歯医者で見つける慢性流涎:新しく承認された治療薬ゼオマインについて

(院長の徒然ブログ)

はじめに

こんばんは。今回は極めて専門的…患者さん向けというより歯科医療従事者向けのコラムです。

私は今でこそ外来診療を離れられませんが、以前パーキンソン病や脳卒中、脳性麻痺、筋萎縮性側索硬化症(ALS)といった患者さんの訪問診療をしていた経験があります。

そういった疾患の方を診ている際、ご家族の方より相談されることがあります。

「涎が止まらない。流れ続ける」と。

口腔内の健康管理は歯科医師の重要な役割の一つですが、見過ごされがちな疾患の中に「慢性流涎(まんせいりゅうぜん)」があります。

この疾患は、意図せず唾液が流れ出てしまう状態であり、その原因は神経系の疾患に起因する場合が多いです。

従来、治療にはリハビリテーションや薬物療法、外科的治療などが行われてきましたが、効果や副作用の面で制約もありました。

(特に日本ではリハビリが中心でした。)

しかし、2025年6月に国内で初めて承認された薬剤「ゼオマイン(インコボツリヌストキシンA)」が、新たな選択肢として注目されています。
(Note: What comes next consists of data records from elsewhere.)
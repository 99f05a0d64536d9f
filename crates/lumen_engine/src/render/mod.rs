//! # Rendering System
//!
//! Scene-level rendering types layered over the [`RenderBackend`] seam.
//!
//! ## Architecture
//!
//! - **Camera**: view and projection matrices plus the derived view-normal matrix
//! - **Material / Light / LightGroup**: Phong parameter sets pushed as named uniforms
//! - **DrawableObject**: geometry handle, world matrix and optional material;
//!   derives its normal matrices on every draw
//! - **Skybox / BloomBlur / Compositor**: environment and post-processing passes
//! - **Backend**: the [`RenderBackend`] trait and the recording [`HeadlessBackend`]

pub mod backend;
pub mod camera;
pub mod drawable;
pub mod headless;
pub mod lighting;
pub mod material;
pub mod mesh;
pub mod post;
pub mod skybox;
pub mod texture;

pub use backend::{
    BackendResult, BufferHandle, PrimitiveTopology, ProgramHandle, RenderBackend, RenderStateFlags,
    RenderTarget, RenderTargetDesc, RenderTargetHandle, ShaderStage, TextureHandle, TextureOptions,
    UniformValue,
};
pub use camera::Camera;
pub use drawable::DrawableObject;
pub use headless::{BackendCommand, DrawCall, HeadlessBackend};
pub use lighting::{Light, LightGroup, MAX_LIGHTS};
pub use material::{Material, SharedMaterial};
pub use mesh::{Geometry, Vertex, VertexLayout};
pub use post::{BloomBlur, Compositor};
pub use skybox::Skybox;
pub use texture::Texture;

/// Rendering errors
#[derive(thiserror::Error, Debug)]
pub enum RenderError {
    /// A shader stage failed to compile
    #[error("Failed to compile {stage} shader of program '{program}': {message}")]
    ShaderCompilation {
        /// Program name
        program: String,
        /// Failing stage
        stage: ShaderStage,
        /// Compiler message
        message: String,
    },

    /// A handle does not name a live resource
    #[error("Unknown resource: {0}")]
    UnknownResource(String),

    /// Uploaded data does not match its declared layout
    #[error("Invalid buffer data: {0}")]
    InvalidBuffer(String),

    /// A draw reads past the end of its vertex buffer
    #[error("Draw of {requested} vertices exceeds buffer of {available}")]
    DrawOutOfRange {
        /// `first + count` of the draw
        requested: usize,
        /// Vertices in the buffer
        available: usize,
    },

    /// Texture unit outside the supported range
    #[error("Texture unit {0} out of range")]
    InvalidTextureUnit(u32),

    /// The camera was applied before both its view and projection were set
    #[error("Camera applied before view and projection were configured")]
    CameraNotConfigured,

    /// A light group holds more lights than shading programs declare
    #[error("Light group holds {count} lights, at most {max} are supported")]
    TooManyLights {
        /// Lights in the group
        count: usize,
        /// Supported maximum
        max: usize,
    },

    /// Backend-specific failure
    #[error("Backend error: {0}")]
    Backend(String),
}

/// Result type for rendering operations
pub type RenderResult<T> = Result<T, RenderError>;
今回のコラムでは、慢性流涎の背景・診断、従来の治療法、そしてゼオマインの特徴と期待される役割、そして「かかりつけ歯科医師」として何ができるかについて詳述します。

慢性流涎とは何か

①定義と原因

慢性流涎は、唾液の分泌が正常範囲を超え、意図せず口からよだれが流れ出る状態を指します。

通常、人は1日に1~1.5リットルの唾液を分泌し、飲み込みによって無意識に管理しています。

しかし、神経系疾患や筋肉の機能障害などにより、このバランスが崩れると、唾液の排出制御が困難になり、流涎が発生します。

主な原因疾患としては、パーキンソン病や脳卒中、脳性麻痺、筋萎縮性側索硬化症(ALS)、筋ジストロフィーなどの神経疾患があります。

これらの疾患は、嚥下反射や唾液制御に関わる中枢・末梢神経の障害を引き起こし、流涎を誘発します。

②生活への影響と家族の負担

流涎は見た目や衛生面の問題だけでなく、心理的負担や社会生活の制限ももたらします。

患者は外出を控え、会話や食事が困難となるほか、口周りの炎症や皮膚トラブルも起こりやすくなります。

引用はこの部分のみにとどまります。